Clearly a plugin can not derive from QMainWindow since it needs to be composable with other plugins.

Maybe you should describe what you actually want to achieve and there is a way to do that even when being a plugin.

E.g. setting a text for the status bar does not scale if you run the dashboard plugin together with other plugins - they would just overwrite each other. You could e.g. add a status bar to the plugin widget instead. That approach would play nicely with other plugins.

Regarding "full screen": there is currently no flag to put rqt itself in full screen mode. But I don't see why that would be a problem to add in both cases when multiple plugins are used as well as in standalone mode?

aleksandaratanasov commented 9 years ago

Clearly a plugin can not derive from QMainWindow since it needs to be composable with other plugins.

That is why I suggest changing the Dashboard (in particular).
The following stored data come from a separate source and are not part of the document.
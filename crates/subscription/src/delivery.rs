// SPDX-License-Identifier: AGPL-3.0-or-later
// Copyright (c) 2025 ReifyDB

use tokio::sync::mpsc::{Sender, error::TrySendError};

use crate::Notification;

/// Result of attempting to hand a notification to one subscriber.
#[derive(Debug, Clone, Copy, PartialEq, Eq)]
pub enum DeliveryResult {
	/// Notification was queued for the session.
	Delivered,
	/// The session's buffer is full. The notification is dropped for this session.
	BackPressure,
	/// The session has gone away. The subscriber should be pruned.
	Disconnected,
}

impl DeliveryResult {
	/// Never waits: a slow session must not stall the publisher.
	pub(crate) fn try_deliver(sender: &Sender<Notification>, notification: Notification) -> Self {
		match sender.try_send(notification) {
			Ok(()) => DeliveryResult::Delivered,
			Err(TrySendError::Full(_)) => DeliveryResult::BackPressure,
			Err(TrySendError::Closed(_)) => DeliveryResult::Disconnected,
		}
	}
}

#[cfg(test)]
mod tests {
	use tokio::sync::mpsc;

	use super::*;

	#[test]
	fn test_try_deliver_outcomes() {
		let (tx, mut rx) = mpsc::channel(1);

		assert_eq!(DeliveryResult::try_deliver(&tx, Notification::new("a", None)), DeliveryResult::Delivered);
		assert_eq!(DeliveryResult::try_deliver(&tx, Notification::new("a", None)), DeliveryResult::BackPressure);

		assert!(rx.try_recv().is_ok());
		rx.close();
		assert_eq!(DeliveryResult::try_deliver(&tx, Notification::new("a", None)), DeliveryResult::Disconnected);
	}
}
Maybe you should describe what you actually want to achieve and there is a way to do that even when being a plugin.

I want to use the Dashboard as both a standalone (it will be displayed in fullscreen on a relatively small touchscreen mounted on the service robot I'm working on) as well as Rqt-embeddable (it also has to also be viewable on a big desktop PC monitor where touch is not available and mouse+keyboard are the only means of input and using Rqt with multiple plugins displayed alongside each other is an option).

But I don't see why that would be a problem to add in both cases when multiple plugins are used as well as in standalone mode?

Because QWindowState is available only for QWidget and one has to implement manually resizing mechanims.

You could e.g. add a status bar to the plugin widget instead. That approach would play nicely with other plugins.

That is what I'm doing.

As I said it's the standalone side of Dashboard the is suffering a lot and not it's Plugin nature when you want to embed it in Rqt.

dirk-thomas commented 9 years ago

I am sorry but I don't understand your points.

Every plugin has one or multiple widgets and can implement anything for them. Commonly when using dynamic layouts the size will automatically adapt. If you need custom resizing that is fine to and it can be implemented for each widget accordingly. (No need for the plugin to be anything else then a QObject?)

E.g. the create_dashboard can be maximized and scales automatically to use all the available space.